Cambridge's best bookshelves
So in a surprising turn of events, this week I am actually going to pay attention to the Pembroke Street theme, and not just go off and write about something random and ridiculous like, oh I don’t know, doors.* No, instead I’m going to be reviewing Cambridge’s best bookshelves...
“And how exactly do bookshelves relate to this edition of Pembroke Street’s theme which is Inside?”, you may be asking. Well, bookshelves are inside buildings (generally) and, yes, that’s it. I didn’t say it was closely linked to the theme – but better than nothing, right? Anyway now that we’ve established this, let’s get started.
(* That was a fun, little reference to an article I wrote last year about Cambridge’s best doors. You can find it in the Pembroke Street archives)

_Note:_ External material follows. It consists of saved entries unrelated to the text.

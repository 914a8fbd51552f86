use chrono::{DateTime, Utc};

use super::{classify, Point, PointError, TagFields, TimePrecision};
use crate::event::{Event, Value};
use crate::internal_events::{
    InfluxDbEncodingError, InfluxDbTimestampOutOfRange, InfluxDbUnsupportedPrecision,
};

/// Points built from a batch, alongside the events they came from.
///
/// Both vectors keep the relative order of the input.
#[derive(Debug, Default)]
pub struct EncodedBatch<'a> {
    pub points: Vec<Point>,
    pub events: Vec<&'a Event>,
}

impl<'a> EncodedBatch<'a> {
    pub fn len(&self) -> usize {
        self.points.len()
    }

    pub fn is_empty(&self) -> bool {
        self.points.is_empty()
    }
}

/// Turns events into points for one measurement.
#[derive(Clone, Debug)]
pub struct PointEncoder {
    measurement: String,
    tag_fields: TagFields,
    timestamp_field: Option<String>,
    precision: TimePrecision,
}

impl PointEncoder {
    pub fn new(
        measurement: impl Into<String>,
        tag_fields: TagFields,
        timestamp_field: Option<String>,
        precision: TimePrecision,
    ) -> Self {
        PointEncoder {
            measurement: measurement.into(),
            tag_fields,
            timestamp_field,
            precision,
        }
    }

    /// Picks the point timestamp: the event's own, unless the configured
    /// override value holds an `i64` in a supported precision.
    pub fn timestamp(&self, event: &Event) -> DateTime<Utc> {
        let original = event.timestamp();

        let Some(field) = self.timestamp_field.as_deref() else {
            return original;
        };
        let Some(Value::Integer(integer)) = event.get(field) else {
            return original;
        };
        let Some(value) = integer.as_i64() else {
            return original;
        };

        let overridden = match self.precision {
            TimePrecision::Seconds => DateTime::from_timestamp(value, 0),
            TimePrecision::Milliseconds => DateTime::from_timestamp(
                value.div_euclid(1_000),
                (value.rem_euclid(1_000) * 1_000_000) as u32,
            ),
            TimePrecision::Unsupported(_) => {
                emit!(InfluxDbUnsupportedPrecision {
                    precision: &self.precision
                });
                return original;
            }
        };

        overridden.unwrap_or_else(|| {
            emit!(InfluxDbTimestampOutOfRange { field, value });
            original
        })
    }

    pub fn encode(&self, event: &Event) -> Result<Point, PointError> {
        let timestamp = self.timestamp(event);
        let (tags, fields) = classify(event.fields(), &self.tag_fields);
        Point::new(self.measurement.as_str(), tags, fields, timestamp)
    }

    /// Encodes every event it can. An event that fails to encode is logged
    /// and skipped; it never stops the rest of the batch.
    pub fn encode_all<'a>(&self, events: &'a [Event]) -> EncodedBatch<'a> {
        let mut encoded = EncodedBatch {
            points: Vec::with_capacity(events.len()),
            events: Vec::with_capacity(events.len()),
        };

        for event in events {
            match self.encode(event) {
                Ok(point) => {
                    encoded.points.push(point);
                    encoded.events.push(event);
                }
                Err(error) => {
                    emit!(InfluxDbEncodingError { error: &error });
                }
            }
        }

        encoded
    }
}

First on the list is this bookshelf from that charming, non-prison-like building we all know and love: the University Library. I’m not sure whose idea it was to attach an egg-timer to the wall and call it a light switch but strangely I quite like it. The incongruity of a small retro timer amidst the rows of books is pleasing. Plus it adds the slight tension of whether you’ll find that relevant book before being plunged into darkness – it’s about as much tension as I can take nowadays.

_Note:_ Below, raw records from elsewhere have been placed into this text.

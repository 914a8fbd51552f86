use influxdb_output::cli::{self, Opts};

fn main() {
    let opts = Opts::get_matches();

    let runtime = match tokio::runtime::Builder::new_multi_thread()
        .enable_all()
        .thread_name("influxdb-output-worker")
        .build()
    {
        Ok(runtime) => runtime,
        Err(error) => {
            eprintln!("Unable to create async runtime: {}", error);
            std::process::exit(exitcode::OSERR);
        }
    };

    let code = runtime.block_on(cli::run(opts));
    std::process::exit(code);
}
use std::sync::Arc;

use snafu::Snafu;

use super::{Connection, OutputStats, PointEncoder, WriteError, WriteRequest, WriteSettings};
use crate::event::Event;
use crate::internal_events::{InfluxDbEventNotWritten, InfluxDbEventsDropped, InfluxDbWriteError};

/// A write that did not go through, with the events to deliver again.
#[derive(Debug, Snafu)]
#[snafu(display("{}", source))]
pub struct WriteFailure {
    /// Every event that was encoded, in input order.
    pub retry: Vec<Event>,
    pub source: WriteError,
}

/// Encodes a batch and writes it in a single request.
pub struct BatchWriter {
    encoder: PointEncoder,
    settings: WriteSettings,
    stats: Arc<dyn OutputStats>,
}

impl BatchWriter {
    pub fn new(encoder: PointEncoder, settings: WriteSettings, stats: Arc<dyn OutputStats>) -> Self {
        BatchWriter {
            encoder,
            settings,
            stats,
        }
    }

    /// Writes `events` and returns how many of them were stored.
    ///
    /// Events that fail to encode are counted as dropped and are never
    /// returned for retry, whatever the outcome of the write.
    pub async fn write<C>(&self, connection: &mut C, events: &[Event]) -> Result<usize, WriteFailure>
    where
        C: Connection + ?Sized,
    {
        let encoded = self.encoder.encode_all(events);

        let dropped = events.len() - encoded.len();
        if dropped > 0 {
            self.stats.dropped(dropped);
            emit!(InfluxDbEventsDropped {
                count: dropped,
                total: events.len(),
            });
        }

        if encoded.is_empty() {
            return Ok(0);
        }

        let request = WriteRequest {
            settings: &self.settings,
            points: &encoded.points,
        };
        if let Err(source) = connection.write(request).await {
            emit!(InfluxDbWriteError {
                error: &source,
                count: encoded.len(),
            });
            for &event in &encoded.events {
                emit!(InfluxDbEventNotWritten { event });
            }

            let retry = encoded.events.into_iter().cloned().collect();
            return Err(WriteFailure { retry, source });
        }

        self.stats.acked(encoded.len());
        Ok(encoded.len())
    }
}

8.9 / Kitchenware meets book shelving
Next up we have the spinny, slidey bookshelves in the basement of the English Faculty. I admit that they may not be the most beautiful bookshelves in the world but they are functional. And the function they provide is a very cool function. Moving bookshelves, need I say more? (I don’t have more to say anyway).
7.27 / Paperbacks on tracks – or runners, or wheels, I don’t really know how it works
Finally, here’s a shelf from Heffers which you may notice as being part shelf and part window-gap-space (that’s the technical term). Now you may be thinking that that is a waste of perfectly good bookshelf space and, indeed, there was a time that I would have probably agreed. But more and more I feel that only by seeing no bookshelves do we truly appreciate the bookshelves we do see. And for that reason I quite like these bookshelves/window-gap-spaces.

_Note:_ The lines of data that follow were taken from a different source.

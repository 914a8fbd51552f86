//! The seam between the output and the database client.

use std::time::Duration;

use async_trait::async_trait;
use http::StatusCode;
use snafu::Snafu;

use super::{Point, TimePrecision};
use crate::http::{Auth, HttpError};

/// Where and how to connect.
#[derive(Clone, Debug, PartialEq, Eq)]
pub struct ConnectionSettings {
    pub address: String,
    pub auth: Option<Auth>,
    pub request_timeout: Option<Duration>,
}

/// Where and how points are written.
#[derive(Clone, Debug, PartialEq, Eq)]
pub struct WriteSettings {
    pub database: String,
    pub retention_policy: Option<String>,
    pub consistency: Option<String>,
    pub precision: TimePrecision,
}

/// One all-or-nothing write.
#[derive(Clone, Copy, Debug)]
pub struct WriteRequest<'a> {
    pub settings: &'a WriteSettings,
    pub points: &'a [Point],
}

#[derive(Debug, Snafu)]
#[snafu(visibility(pub(super)))]
pub enum ConnectError {
    #[snafu(display("Invalid address {:?}: {}", address, source))]
    InvalidAddress {
        address: String,
        source: http::uri::InvalidUri,
    },
    #[snafu(display(
        "Unsupported protocol scheme {:?}, the address must start with http:// or have no scheme",
        scheme
    ))]
    UnsupportedScheme { scheme: String },
    #[snafu(display("Address {:?} has no host", address))]
    MissingHost { address: String },
    #[snafu(display("Failed to build HTTP client: {}", source))]
    BuildClient { source: HttpError },
}

#[derive(Debug, Snafu)]
#[snafu(visibility(pub(super)))]
pub enum WriteError {
    #[snafu(display("Connection is closed"))]
    ConnectionClosed,
    #[snafu(display("Failed to build write URI: {}", source))]
    BuildUri { source: http::uri::InvalidUri },
    #[snafu(display("Failed to build write request: {}", source))]
    BuildRequest { source: http::Error },
    #[snafu(display("{}", source))]
    Request { source: HttpError },
    #[snafu(display("Failed to read response body: {}", source))]
    ReadBody { source: hyper::Error },
    #[snafu(display("Write rejected with status {}: {}", status, message))]
    UnexpectedStatus { status: StatusCode, message: String },
}

#[derive(Debug, Snafu, PartialEq, Eq)]
pub enum CloseError {
    #[snafu(display("Connection is already closed"))]
    AlreadyClosed,
}

#[derive(Debug, Snafu)]
#[snafu(visibility(pub(super)))]
pub enum HealthcheckError {
    #[snafu(display("Connection is closed"))]
    HealthcheckConnectionClosed,
    #[snafu(display("Failed to build ping URI: {}", source))]
    PingUri { source: http::uri::InvalidUri },
    #[snafu(display("Failed to build ping request: {}", source))]
    BuildPing { source: http::Error },
    #[snafu(display("{}", source))]
    Ping { source: HttpError },
    #[snafu(display("Unexpected status: {}", status))]
    UnexpectedPingStatus { status: StatusCode },
}

/// An open connection to the database.
#[async_trait]
pub trait Connection: Send {
    /// Writes every point or none of them.
    async fn write(&mut self, request: WriteRequest<'_>) -> Result<(), WriteError>;

    /// Checks that the server is reachable.
    async fn ping(&mut self) -> Result<(), HealthcheckError>;

    /// Releases the connection. Closing twice is an error.
    fn close(&mut self) -> Result<(), CloseError>;
}

/// Opens connections.
pub trait Connector: Send + Sync {
    type Connection: Connection;

    fn connect(&self, settings: &ConnectionSettings) -> Result<Self::Connection, ConnectError>;
}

8.12 / Some say non-existent, I say minimalist
As I bring this article to a close, I notice that all the reviews have been pretty kind this time round – maybe I’m mellowing in my old reviewer age.
So, dear reader, I hope you have enjoyed this whimsical – but yet still massively important – adventure into the ranking of Cambridge’s bookshelves. I apologise if I have missed off your favourite bookshelf from the review but, let’s be honest, no one (including me) wants an exhaustive list of all the bookshelves in Cambridge.
If you’ve seen anything that you would like me to review then send me a message (firstname.lastname@example.org). If you’re thinking that I’m the writer here and I should be the one coming up with the ideas then you’d have a point. But still, as you can tell ideas are definitely needed.
Join me next time to see whether the kind editors of Pembroke Street humour me with another article and, if they do, what frankly life-changing reviews will be written.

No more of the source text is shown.